Author Archives: Teressa

Musing: Persistence and God

My beloved and I tend to worship God with other Christians twice every weekend: with a Roman Catholic parish on Saturday evening and with a congregation of the United Church of Christ on Sunday morning.

One benefit is getting to sing a wider variety of hymns.

Another is hearing two different sermons on the same Biblical text. (Or, in my case some weeks, hearing one sermon on Saturday and preaching a sermon on Sunday.)

I cannot tell you most of what either preacher said this last weekend. Which is pretty normal. Even when I’m the preacher I don’t remember much of the sermon the next day. Just a main point or two. Or maybe a good illustration.

The text last weekend was the Parable of the Widow and the Unjust Judge.

18 Then Jesus told them a parable about their need to pray always and not to lose heart. He said, “In a certain city there was a judge who neither feared God nor had respect for people. In that city there was a widow who kept coming to him and saying, ‘Grant me justice against my opponent.’ For a while he refused; but later he said to himself, ‘Though I have no fear of God and no respect for anyone, yet because this widow keeps bothering me, I will grant her justice, so that she may not wear me out by continually coming.’” 

Luke 18:1-5 (NRSV)

It’s a parable, a story to make us think. As a parable, there is more than one way to interpret it – even when an interpretation is given in the text (see Luke 18:6-8).
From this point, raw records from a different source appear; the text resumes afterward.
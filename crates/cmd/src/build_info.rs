// Copyright 2025 Crrow
//
// Licensed under the Apache License, Version 2.0 (the "License");
// you may not use this file except in compliance with the License.
// You may obtain a copy of the License at
//
//      http://www.apache.org/licenses/LICENSE-2.0
//
// Unless required by applicable law or agreed to in writing, software
// distributed under the License is distributed on an "AS IS" BASIS,
// WITHOUT WARRANTIES OR CONDITIONS OF ANY KIND, either express or implied.
// See the License for the specific language governing permissions and
// limitations under the License.

use shadow_rs::shadow;

shadow!(build);

/// Package authors from Cargo.toml
pub const AUTHOR: &str = env!("CARGO_PKG_AUTHORS");

/// Whether `FSQ_RELEASE` was set at compile time.
const fn is_official_release() -> bool { option_env!("FSQ_RELEASE").is_some() }

/// Marks builds from a working tree with uncommitted changes.
const DIRTY_SUFFIX: &str = if build::GIT_CLEAN { "" } else { "-dirty" };

/// Version reported by `fsq --version`.
///
/// Release builds print `PKG_VERSION`; anything else is tagged
/// `-unofficial`, plus the commit hash when built from a git checkout.
#[allow(clippy::const_is_empty)]
pub const FULL_VERSION: &str = {
    if is_official_release() {
        build::PKG_VERSION
    } else if build::SHORT_COMMIT.is_empty() {
        shadow_rs::formatcp!("{}-unofficial", build::PKG_VERSION)
    } else {
        shadow_rs::formatcp!(
            "{}-unofficial+{}{}",
            build::PKG_VERSION,
            build::SHORT_COMMIT,
            DIRTY_SUFFIX
        )
    }
};

/// Version plus build provenance, for `fsq --version` long form.
pub const LONG_VERSION: &str = shadow_rs::formatcp!(
    "{}\nbranch: {}\nbuilt: {}\nrustc: {}",
    FULL_VERSION,
    build::BRANCH,
    build::BUILD_TIME,
    build::RUST_VERSION
);
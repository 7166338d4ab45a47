// Copyright 2025 Crrow
//
// Licensed under the Apache License, Version 2.0 (the "License");
// you may not use this file except in compliance with the License.
// You may obtain a copy of the License at
//
//      http://www.apache.org/licenses/LICENSE-2.0
//
// Unless required by applicable law or agreed to in writing, software
// distributed under the License is distributed on an "AS IS" BASIS,
// WITHOUT WARRANTIES OR CONDITIONS OF ANY KIND, either express or implied.
// See the License for the specific language governing permissions and
// limitations under the License.

//! Consumer side of the protocol.
//!
//! A consumer claims an item by renaming `<key>` to `<key>.lock`. Rename is
//! atomic and fails when the source is gone, so of all consumers racing for
//! one item exactly one rename succeeds; the others see `NotFound` and move
//! on. The winner owns the claimed file until it deletes it.

use std::{
    fs, io,
    path::{Path, PathBuf},
};

use snafu::ResultExt;

use crate::{
    Result, SequenceKey,
    error::{ClaimSnafu, ReadClaimedSnafu, RemoveClaimedSnafu, RequeueSnafu},
    path::{claimed_path, visible_path},
};

/// Result of one claim attempt.
#[derive(Debug)]
pub(crate) enum ClaimOutcome {
    /// This consumer now exclusively owns the item.
    Claimed(ClaimedItem),
    /// Another consumer renamed the item first.
    Lost,
}

/// An item this consumer owns, sitting at its claimed path.
#[derive(Debug)]
pub(crate) struct ClaimedItem {
    key:     SequenceKey,
    claimed: PathBuf,
    visible: PathBuf,
}

/// Attempts to move `<key>` to `<key>.lock`.
pub(crate) fn try_claim(base: &Path, key: SequenceKey) -> Result<ClaimOutcome> {
    let visible = visible_path(base, key);
    let claimed = claimed_path(base, key);

    match fs::rename(&visible, &claimed) {
        Ok(()) => Ok(ClaimOutcome::Claimed(ClaimedItem {
            key,
            claimed,
            visible,
        })),
        Err(e) if e.kind() == io::ErrorKind::NotFound => Ok(ClaimOutcome::Lost),
        Err(e) => Err(e).context(ClaimSnafu { path: visible }),
    }
}

impl ClaimedItem {
    pub(crate) const fn key(&self) -> SequenceKey { self.key }

    pub(crate) fn path(&self) -> &Path { &self.claimed }

    pub(crate) fn read(&self) -> Result<Vec<u8>> {
        fs::read(&self.claimed).context(ReadClaimedSnafu {
            path: &self.claimed,
        })
    }

    /// Deletes the claimed file, ending the item's life.
    pub(crate) fn remove(self) -> Result<()> {
        fs::remove_file(&self.claimed).context(RemoveClaimedSnafu {
            path: &self.claimed,
        })
    }

    /// Renames the claimed file back to its visible name.
    pub(crate) fn requeue(self) -> Result<()> {
        fs::rename(&self.claimed, &self.visible).context(RequeueSnafu {
            path: &self.claimed,
        })
    }
}

#[cfg(test)]
mod tests {
    use std::{
        sync::{Arc, Barrier},
        thread,
    };

    use super::*;
    use crate::QueueError;

    fn key(timestamp: u64) -> SequenceKey { SequenceKey::new(timestamp, 0).unwrap() }

    #[test]
    fn test_claim_moves_visible_to_claimed() {
        let temp_dir = tempfile::TempDir::new().unwrap();
        let base = temp_dir.path();
        fs::write(visible_path(base, key(1)), b"item").unwrap();

        let ClaimOutcome::Claimed(item) = try_claim(base, key(1)).unwrap() else {
            panic!("expected claim to succeed");
        };

        assert_eq!(item.key(), key(1));
        assert_eq!(item.path(), claimed_path(base, key(1)));
        assert!(!visible_path(base, key(1)).exists());
        assert_eq!(item.read().unwrap(), b"item");

        item.remove().unwrap();
        assert!(!claimed_path(base, key(1)).exists());
    }

    #[test]
    fn test_claim_of_missing_item_is_lost() {
        let temp_dir = tempfile::TempDir::new().unwrap();
        assert!(matches!(
            try_claim(temp_dir.path(), key(1)).unwrap(),
            ClaimOutcome::Lost
        ));
    }

    #[test]
    fn test_second_claim_loses() {
        let temp_dir = tempfile::TempDir::new().unwrap();
        let base = temp_dir.path();
        fs::write(visible_path(base, key(1)), b"item").unwrap();

        assert!(matches!(
            try_claim(base, key(1)).unwrap(),
            ClaimOutcome::Claimed(_)
        ));
        assert!(matches!(
            try_claim(base, key(1)).unwrap(),
            ClaimOutcome::Lost
        ));
    }

    #[test]
    fn test_requeue_restores_visible_name() {
        let temp_dir = tempfile::TempDir::new().unwrap();
        let base = temp_dir.path();
        fs::write(visible_path(base, key(1)), b"item").unwrap();

        let ClaimOutcome::Claimed(item) = try_claim(base, key(1)).unwrap() else {
            panic!("expected claim to succeed");
        };
        item.requeue().unwrap();

        assert_eq!(fs::read(visible_path(base, key(1))).unwrap(), b"item");
        assert!(!claimed_path(base, key(1)).exists());
    }

    #[test]
    fn test_read_after_external_removal_is_an_error() {
        let temp_dir = tempfile::TempDir::new().unwrap();
        let base = temp_dir.path();
        fs::write(visible_path(base, key(1)), b"item").unwrap();

        let ClaimOutcome::Claimed(item) = try_claim(base, key(1)).unwrap() else {
            panic!("expected claim to succeed");
        };
        fs::remove_file(claimed_path(base, key(1))).unwrap();

        assert!(matches!(
            item.read().unwrap_err(),
            QueueError::ReadClaimed { .. }
        ));
    }

    #[test]
    fn test_racing_claims_have_one_winner() {
        const CONTENDERS: usize = 16;

        for round in 0..20 {
            let temp_dir = tempfile::TempDir::new().unwrap();
            let base = Arc::new(temp_dir.path().to_path_buf());
            fs::write(visible_path(base.as_path(), key(round)), b"item").unwrap();

            let barrier = Arc::new(Barrier::new(CONTENDERS));
            let handles: Vec<_> = (0..CONTENDERS)
                .map(|_| {
                    let base = Arc::clone(&base);
                    let barrier = Arc::clone(&barrier);
                    thread::spawn(move || {
                        barrier.wait();
                        matches!(
                            try_claim(base.as_path(), key(round)).unwrap(),
                            ClaimOutcome::Claimed(_)
                        )
                    })
                })
                .collect();

            let winners = handles
                .into_iter()
                .map(|h| h.join().unwrap())
                .filter(|won| *won)
                .count();
            assert_eq!(winners, 1, "round {round}");
        }
    }
}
Today I’m remembering the persistence of the widow and the call to not lose heart in prayer – individually (my own life), communally (in the life of the congregation), and world wide. Keep praying. It may not change the situation directly. But it may change me and my response to what is happening. Don’t give up.
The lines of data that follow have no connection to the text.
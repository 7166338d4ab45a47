// Copyright 2025 Crrow
//
// Licensed under the Apache License, Version 2.0 (the "License");
// you may not use this file except in compliance with the License.
// You may obtain a copy of the License at
//
//      http://www.apache.org/licenses/LICENSE-2.0
//
// Unless required by applicable law or agreed to in writing, software
// distributed under the License is distributed on an "AS IS" BASIS,
// WITHOUT WARRANTIES OR CONDITIONS OF ANY KIND, either express or implied.
// See the License for the specific language governing permissions and
// limitations under the License.

//! Directory change notifications for blocked consumers.
//!
//! The watcher only shortens the wait between scans. A missed or spurious
//! event costs at most one poll interval or one extra scan, so consumers
//! behave the same with or without it.

use std::{
    path::Path,
    sync::{Arc, Mutex},
    time::Duration,
};

use crossbeam::channel::{Receiver, RecvTimeoutError, unbounded};
use notify::{Event, EventKind, RecommendedWatcher, RecursiveMode, Watcher};
use snafu::ResultExt;
use tokio::sync::Notify;
use tracing::warn;

use crate::{Result, error::WatchSnafu};

/// Watches the queue root (non-recursively) and signals on every change.
///
/// Each change is delivered twice: over a channel for blocking waiters and
/// as a [`Notify`] permit for async waiters.
pub(crate) struct DirWatcher {
    /// Held for its `Drop`, which stops the notification thread.
    _watcher: Mutex<RecommendedWatcher>,
    events:   Receiver<()>,
    changed:  Arc<Notify>,
}

impl DirWatcher {
    pub(crate) fn new(path: &Path) -> Result<Self> {
        let (tx, events) = unbounded();
        let changed = Arc::new(Notify::new());
        let on_change = Arc::clone(&changed);

        let mut watcher =
            notify::recommended_watcher(move |res: notify::Result<Event>| match res {
                Ok(event) if !matches!(event.kind, EventKind::Access(_)) => {
                    // The receiver lives as long as the watcher.
                    let _ = tx.send(());
                    on_change.notify_one();
                }
                Ok(_) => {}
                Err(e) => warn!(error = ?e, "Queue directory watcher error"),
            })
            .context(WatchSnafu { path })?;

        watcher
            .watch(path, RecursiveMode::NonRecursive)
            .context(WatchSnafu { path })?;

        Ok(Self {
            _watcher: Mutex::new(watcher),
            events,
            changed,
        })
    }

    /// Completes on the next change. A change reported while nobody was
    /// waiting completes the next call immediately.
    pub(crate) async fn changed(&self) { self.changed.notified().await; }

    /// Blocks until a change is reported or `timeout` elapses. Returns `true`
    /// when woken by a change. Pending events are drained either way.
    pub(crate) fn wait(&self, timeout: Duration) -> bool {
        let woken = match self.events.recv_timeout(timeout) {
            Ok(()) => true,
            Err(RecvTimeoutError::Timeout) => false,
            Err(RecvTimeoutError::Disconnected) => {
                std::thread::sleep(timeout);
                false
            }
        };
        while self.events.try_recv().is_ok() {}
        woken
    }
}
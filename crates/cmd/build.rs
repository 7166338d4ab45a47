// Copyright 2025 Crrow
//
// Licensed under the Apache License, Version 2.0 (the "License");
// you may not use this file except in compliance with the License.
// You may obtain a copy of the License at
//
//      http://www.apache.org/licenses/LICENSE-2.0
//
// Unless required by applicable law or agreed to in writing, software
// distributed under the License is distributed on an "AS IS" BASIS,
// WITHOUT WARRANTIES OR CONDITIONS OF ANY KIND, either express or implied.
// See the License for the specific language governing permissions and
// limitations under the License.

fn main() {
    shadow_rs::ShadowBuilder::builder()
        .build()
        .expect("failed to generate build information");
}
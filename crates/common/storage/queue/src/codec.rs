// Copyright 2025 Crrow
//
// Licensed under the Apache License, Version 2.0 (the "License");
// you may not use this file except in compliance with the License.
// You may obtain a copy of the License at
//
//      http://www.apache.org/licenses/LICENSE-2.0
//
// Unless required by applicable law or agreed to in writing, software
// distributed under the License is distributed on an "AS IS" BASIS,
// WITHOUT WARRANTIES OR CONDITIONS OF ANY KIND, either express or implied.
// See the License for the specific language governing permissions and
// limitations under the License.

//! Payload serialization.
//!
//! The queue never interprets item bytes; it hands them to a [`Codec`]. Any
//! codec works as long as `decode(encode(x)) == x` for every payload the
//! producers put.

use std::convert::Infallible;

use serde::{Serialize, de::DeserializeOwned};
use snafu::{Snafu, ensure};

/// Converts payloads to and from the bytes stored in item files.
pub trait Codec<T> {
    type Error: std::error::Error + Send + Sync + 'static;

    /// Serialize one payload.
    ///
    /// # Errors
    ///
    /// Returns an error if the payload cannot be represented.
    fn encode(&self, item: &T) -> Result<Vec<u8>, Self::Error>;

    /// Deserialize the full contents of one item file.
    ///
    /// # Errors
    ///
    /// Returns an error if `bytes` is not a valid encoding of `T`.
    fn decode(&self, bytes: &[u8]) -> Result<T, Self::Error>;
}

/// JSON via `serde_json`. Human readable item files; the default.
#[derive(Debug, Clone, Copy, Default)]
pub struct JsonCodec;

impl<T: Serialize + DeserializeOwned> Codec<T> for JsonCodec {
    type Error = serde_json::Error;

    fn encode(&self, item: &T) -> Result<Vec<u8>, Self::Error> { serde_json::to_vec(item) }

    fn decode(&self, bytes: &[u8]) -> Result<T, Self::Error> { serde_json::from_slice(bytes) }
}

#[derive(Snafu, Debug)]
pub enum BincodeError {
    #[snafu(display("bincode encode failed"))]
    BincodeEncode { source: bincode::error::EncodeError },

    #[snafu(display("bincode decode failed"))]
    BincodeDecode { source: bincode::error::DecodeError },

    #[snafu(display("{trailing} trailing bytes after payload"))]
    TrailingBytes { trailing: usize },
}

/// Compact binary encoding via bincode's serde adapter and standard config.
#[derive(Debug, Clone, Copy, Default)]
pub struct BincodeCodec;

impl<T: Serialize + DeserializeOwned> Codec<T> for BincodeCodec {
    type Error = BincodeError;

    fn encode(&self, item: &T) -> Result<Vec<u8>, Self::Error> {
        bincode::serde::encode_to_vec(item, bincode::config::standard())
            .map_err(|source| BincodeError::BincodeEncode { source })
    }

    fn decode(&self, bytes: &[u8]) -> Result<T, Self::Error> {
        let (item, read) = bincode::serde::decode_from_slice(bytes, bincode::config::standard())
            .map_err(|source| BincodeError::BincodeDecode { source })?;
        ensure!(
            read == bytes.len(),
            TrailingBytesSnafu {
                trailing: bytes.len() - read,
            }
        );
        Ok(item)
    }
}

/// Stores byte payloads as they are.
#[derive(Debug, Clone, Copy, Default)]
pub struct RawCodec;

impl Codec<Vec<u8>> for RawCodec {
    type Error = Infallible;

    fn encode(&self, item: &Vec<u8>) -> Result<Vec<u8>, Self::Error> { Ok(item.clone()) }

    fn decode(&self, bytes: &[u8]) -> Result<Vec<u8>, Self::Error> { Ok(bytes.to_vec()) }
}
But I’m also reconsidering the widow. Who is she, really? Me? You? Us?

Who is she pestering in her persistence? If we are the widow, does that make God the unjust judge?

What if the widow is God? God is the persistent the one. God is the one who never gives up. God pesters the unjust (me?) until the unjust relents and does the right thing.
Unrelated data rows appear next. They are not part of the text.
// Copyright 2025 Crrow
//
// Licensed under the Apache License, Version 2.0 (the "License");
// you may not use this file except in compliance with the License.
// You may obtain a copy of the License at
//
//      http://www.apache.org/licenses/LICENSE-2.0
//
// Unless required by applicable law or agreed to in writing, software
// distributed under the License is distributed on an "AS IS" BASIS,
// WITHOUT WARRANTIES OR CONDITIONS OF ANY KIND, either express or implied.
// See the License for the specific language governing permissions and
// limitations under the License.

//! The queue handle.
//!
//! A [`FileQueue`] is a view of a shared directory. It holds no item state of
//! its own: every operation lists the directory and acts through renames, so
//! any number of handles, in any number of processes, can work on the same
//! root at once.
//!
//! ## Usage
//!
//! ```no_run
//! use fsqueue::QueueBuilder;
//!
//! # fn main() -> fsqueue::Result<()> {
//! let queue = QueueBuilder::new("/tmp/jobs").build::<String>()?;
//!
//! queue.put(&"resize image 42".to_string())?;
//! assert_eq!(queue.qsize()?, 1);
//!
//! // Blocks until an item can be claimed.
//! let job = queue.get()?;
//! # Ok(())
//! # }
//! ```

use std::{
    marker::PhantomData,
    path::Path,
    thread,
    time::{Duration, Instant},
};

use snafu::ResultExt;
use tokio::runtime::{Handle, RuntimeFlavor};
use tokio_util::sync::CancellationToken;
use tracing::{debug, info, trace, warn};

use crate::{
    Codec, JsonCodec, QueueConfig, QueueError, Result, SequenceKey,
    claim::{ClaimOutcome, ClaimedItem, try_claim},
    error::{BoxedError, CreateDirSnafu, EncodeSnafu},
    metrics::{QUEUE_CLAIM_RACE_LOST, QUEUE_GET, QUEUE_POLL_WAIT, QUEUE_PUT, QUEUE_REQUEUED},
    path::{EntryState, scan_entries, scan_visible},
    publish::publish,
    watch::DirWatcher,
};

/// Point-in-time counts of the item files in a queue directory.
#[derive(Debug, Clone, Copy, Default, PartialEq, Eq)]
pub struct QueueStats {
    /// Items available to consumers.
    pub visible: usize,
    /// Items being published or consumed right now, plus staging files
    /// leaked by failed writes.
    pub claimed: usize,
}

/// A multi-producer, multi-consumer queue stored as files in one directory.
///
/// `T` is the payload type and `C` the [`Codec`] turning payloads into file
/// contents. The handle is `Send + Sync` whenever `C` is.
pub struct FileQueue<T, C = JsonCodec> {
    config:   QueueConfig,
    codec:    C,
    /// Present when `config.watch` is set.
    watcher:  Option<DirWatcher>,
    _payload: PhantomData<fn() -> T>,
}

impl<T, C: Codec<T>> FileQueue<T, C> {
    /// Opens the queue at `config.base_path`, creating the directory if it
    /// does not exist.
    ///
    /// # Errors
    ///
    /// Returns an error if the directory cannot be created or, with `watch`
    /// enabled, if the directory watcher cannot be installed.
    pub fn open(config: QueueConfig, codec: C) -> Result<Self> {
        std::fs::create_dir_all(&config.base_path).context(CreateDirSnafu {
            path: &config.base_path,
        })?;

        let watcher = if config.watch {
            Some(DirWatcher::new(&config.base_path)?)
        } else {
            None
        };

        info!(
            path = ?config.base_path,
            fifo = config.fifo,
            poll_interval = ?config.poll_interval,
            watch = config.watch,
            "Queue opened"
        );

        Ok(Self {
            config,
            codec,
            watcher,
            _payload: PhantomData,
        })
    }

    /// Enqueues one item and returns the key it was published under.
    ///
    /// The item becomes visible to consumers atomically, fully written.
    ///
    /// # Errors
    ///
    /// Returns an error if encoding fails, if the staging file cannot be
    /// written or renamed, or if no free sequence key could be drawn. A
    /// staging file left by a failed write is never visible to consumers.
    pub fn put(&self, item: &T) -> Result<SequenceKey> {
        let bytes = self
            .codec
            .encode(item)
            .map_err(|e| Box::new(e) as BoxedError)
            .context(EncodeSnafu)?;

        let key = publish(&self.config.base_path, &bytes, self.config.flush_mode)?;
        QUEUE_PUT.inc();
        Ok(key)
    }

    /// Dequeues one item, blocking until one can be claimed.
    ///
    /// An empty queue is not an error: the call re-scans every
    /// `poll_interval` for as long as it takes.
    ///
    /// # Errors
    ///
    /// Returns an error if the directory cannot be listed, or if an item was
    /// claimed but could not be read, decoded or deleted.
    pub fn get(&self) -> Result<T> {
        loop {
            if let Some(item) = self.try_get()? {
                return Ok(item);
            }
            self.wait(self.config.poll_interval);
        }
    }

    /// Makes one pass over the directory and claims the first available item
    /// in queue order. Returns `None` when nothing could be claimed.
    ///
    /// # Errors
    ///
    /// Same as [`get`](Self::get).
    pub fn try_get(&self) -> Result<Option<T>> {
        for key in self.candidates()? {
            match try_claim(&self.config.base_path, key)? {
                ClaimOutcome::Claimed(item) => return self.consume(item).map(Some),
                ClaimOutcome::Lost => {
                    QUEUE_CLAIM_RACE_LOST.inc();
                    trace!(%key, "Lost claim race");
                }
            }
        }
        Ok(None)
    }

    /// Like [`get`](Self::get) but gives up after `timeout`, returning
    /// `None`.
    ///
    /// # Errors
    ///
    /// Same as [`get`](Self::get).
    pub fn get_timeout(&self, timeout: Duration) -> Result<Option<T>> {
        let deadline = Instant::now() + timeout;
        loop {
            if let Some(item) = self.try_get()? {
                return Ok(Some(item));
            }
            let remaining = deadline.saturating_duration_since(Instant::now());
            if remaining.is_zero() {
                return Ok(None);
            }
            self.wait(remaining.min(self.config.poll_interval));
        }
    }

    /// Like [`get`](Self::get) but returns `None` once `cancel` fires. The
    /// token is checked before every scan, so cancellation takes effect
    /// within one poll interval.
    ///
    /// # Errors
    ///
    /// Same as [`get`](Self::get).
    pub fn get_cancellable(&self, cancel: &CancellationToken) -> Result<Option<T>> {
        loop {
            if cancel.is_cancelled() {
                return Ok(None);
            }
            if let Some(item) = self.try_get()? {
                return Ok(Some(item));
            }
            self.wait(self.config.poll_interval);
        }
    }

    /// Async form of [`get_cancellable`](Self::get_cancellable) for tokio
    /// callers. Waits on the tokio timer, or on the directory watcher when
    /// `watch` is enabled, instead of blocking the thread.
    ///
    /// Each scan is synchronous file I/O. On a multi-thread runtime it runs
    /// under [`block_in_place`](tokio::task::block_in_place); on a
    /// current-thread runtime it runs inline and holds the executor for the
    /// length of one directory pass.
    ///
    /// # Errors
    ///
    /// Same as [`get`](Self::get).
    pub async fn get_async(&self, cancel: &CancellationToken) -> Result<Option<T>> {
        loop {
            if cancel.is_cancelled() {
                return Ok(None);
            }
            if let Some(item) = self.try_get_in_runtime()? {
                return Ok(Some(item));
            }
            QUEUE_POLL_WAIT.inc();
            trace!(timeout = ?self.config.poll_interval, "Queue empty, waiting");
            let changed = async {
                match &self.watcher {
                    Some(watcher) => watcher.changed().await,
                    None => std::future::pending().await,
                }
            };
            tokio::select! {
                () = cancel.cancelled() => return Ok(None),
                () = tokio::time::sleep(self.config.poll_interval) => {}
                () = changed => {}
            }
        }
    }

    /// Approximate number of visible items.
    ///
    /// Staging and claimed files are never counted. The value is stale as
    /// soon as it is returned when other processes are active.
    ///
    /// # Errors
    ///
    /// Returns an error if the directory cannot be listed.
    pub fn qsize(&self) -> Result<usize> { Ok(scan_visible(&self.config.base_path)?.len()) }

    /// Whether [`qsize`](Self::qsize) is zero.
    ///
    /// # Errors
    ///
    /// Returns an error if the directory cannot be listed.
    pub fn is_empty(&self) -> Result<bool> { Ok(self.qsize()? == 0) }

    /// Counts visible and claimed item files in one listing.
    ///
    /// # Errors
    ///
    /// Returns an error if the directory cannot be listed.
    pub fn stats(&self) -> Result<QueueStats> {
        let mut stats = QueueStats::default();
        for (_, state) in scan_entries(&self.config.base_path)? {
            match state {
                EntryState::Visible => stats.visible += 1,
                EntryState::Claimed => stats.claimed += 1,
            }
        }
        Ok(stats)
    }

    /// Iterates over items claimable right now, without blocking. Ends at
    /// the first pass that finds nothing, or after yielding an error.
    pub const fn drain(&self) -> Drain<'_, T, C> {
        Drain {
            queue: self,
            done:  false,
        }
    }

    /// The queue directory.
    #[must_use]
    pub fn root(&self) -> &Path { &self.config.base_path }

    #[must_use]
    pub const fn config(&self) -> &QueueConfig { &self.config }

    /// Visible keys in claim order.
    fn candidates(&self) -> Result<Vec<SequenceKey>> {
        let mut keys = scan_visible(&self.config.base_path)?;
        if self.config.fifo {
            keys.sort_unstable();
        } else {
            keys.sort_unstable_by(|a, b| b.cmp(a));
        }
        Ok(keys)
    }

    /// Reads, decodes and deletes a claimed item.
    fn consume(&self, item: ClaimedItem) -> Result<T> {
        let bytes = item.read()?;

        match self.codec.decode(&bytes) {
            Ok(payload) => {
                let key = item.key();
                item.remove()?;
                QUEUE_GET.inc();
                debug!(%key, bytes = bytes.len(), "Consumed item");
                Ok(payload)
            }
            Err(e) => {
                let path = item.path().to_path_buf();
                if self.config.requeue_on_decode_error {
                    item.requeue()?;
                    QUEUE_REQUEUED.inc();
                    warn!(path = ?path, error = %e, "Undecodable item returned to the queue");
                } else {
                    warn!(path = ?path, error = %e, "Undecodable item left at its claimed path");
                }
                Err(QueueError::Decode {
                    path,
                    source: Box::new(e),
                })
            }
        }
    }

    fn try_get_in_runtime(&self) -> Result<Option<T>> {
        match Handle::try_current().map(|handle| handle.runtime_flavor()) {
            Ok(RuntimeFlavor::MultiThread) => tokio::task::block_in_place(|| self.try_get()),
            _ => self.try_get(),
        }
    }

    fn wait(&self, timeout: Duration) {
        QUEUE_POLL_WAIT.inc();
        trace!(?timeout, "Queue empty, waiting");
        match &self.watcher {
            Some(watcher) => {
                watcher.wait(timeout);
            }
            None => thread::sleep(timeout),
        }
    }
}

/// Iterator returned by [`FileQueue::drain`].
pub struct Drain<'a, T, C> {
    queue: &'a FileQueue<T, C>,
    done:  bool,
}

impl<T, C: Codec<T>> Iterator for Drain<'_, T, C> {
    type Item = Result<T>;

    fn next(&mut self) -> Option<Self::Item> {
        if self.done {
            return None;
        }
        match self.queue.try_get() {
            Ok(Some(item)) => Some(Ok(item)),
            Ok(None) => {
                self.done = true;
                None
            }
            Err(e) => {
                self.done = true;
                Some(Err(e))
            }
        }
    }
}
It’s a parable. Told to make us think.

Thanks be to God for Fr. Michael for naming the widow as God and for all who cause us to rethink what we thought we knew.

Musing: World Communion

Leftovers, World Communion Sunday, October 6, 2019.

It’s been a week and a half since the observance of World Communion Sunday. Not all that long ago according to the calendar. But it feels ever so much longer. One of the days between then and now was set aside so my beloved could have an outpatient procedure. Complications meant spending the following five days in the hospital. Thankfully we’re home; John’s doing well; and I’ve had a chance to sleep and nap and sleep some more.

I thought I’d write about the communion part of World Communion when I took the pictures for this blog post. Maybe say something about remembering Christians around the globe, connected in the one body of Christ.

But since the six days at the hospital I’ve been thinking about the the world part. The medical school at the University of Iowa Hospitals and Clinics attracts smart, kind, thoughtful people from across planet Earth. John and I delight in meeting, however briefly, persons with difficult (for us) to pronounce names. We are grateful beyond words for their expertise, their care, their commitment. Their presence reminds us that we are all connected in the precious journey of life.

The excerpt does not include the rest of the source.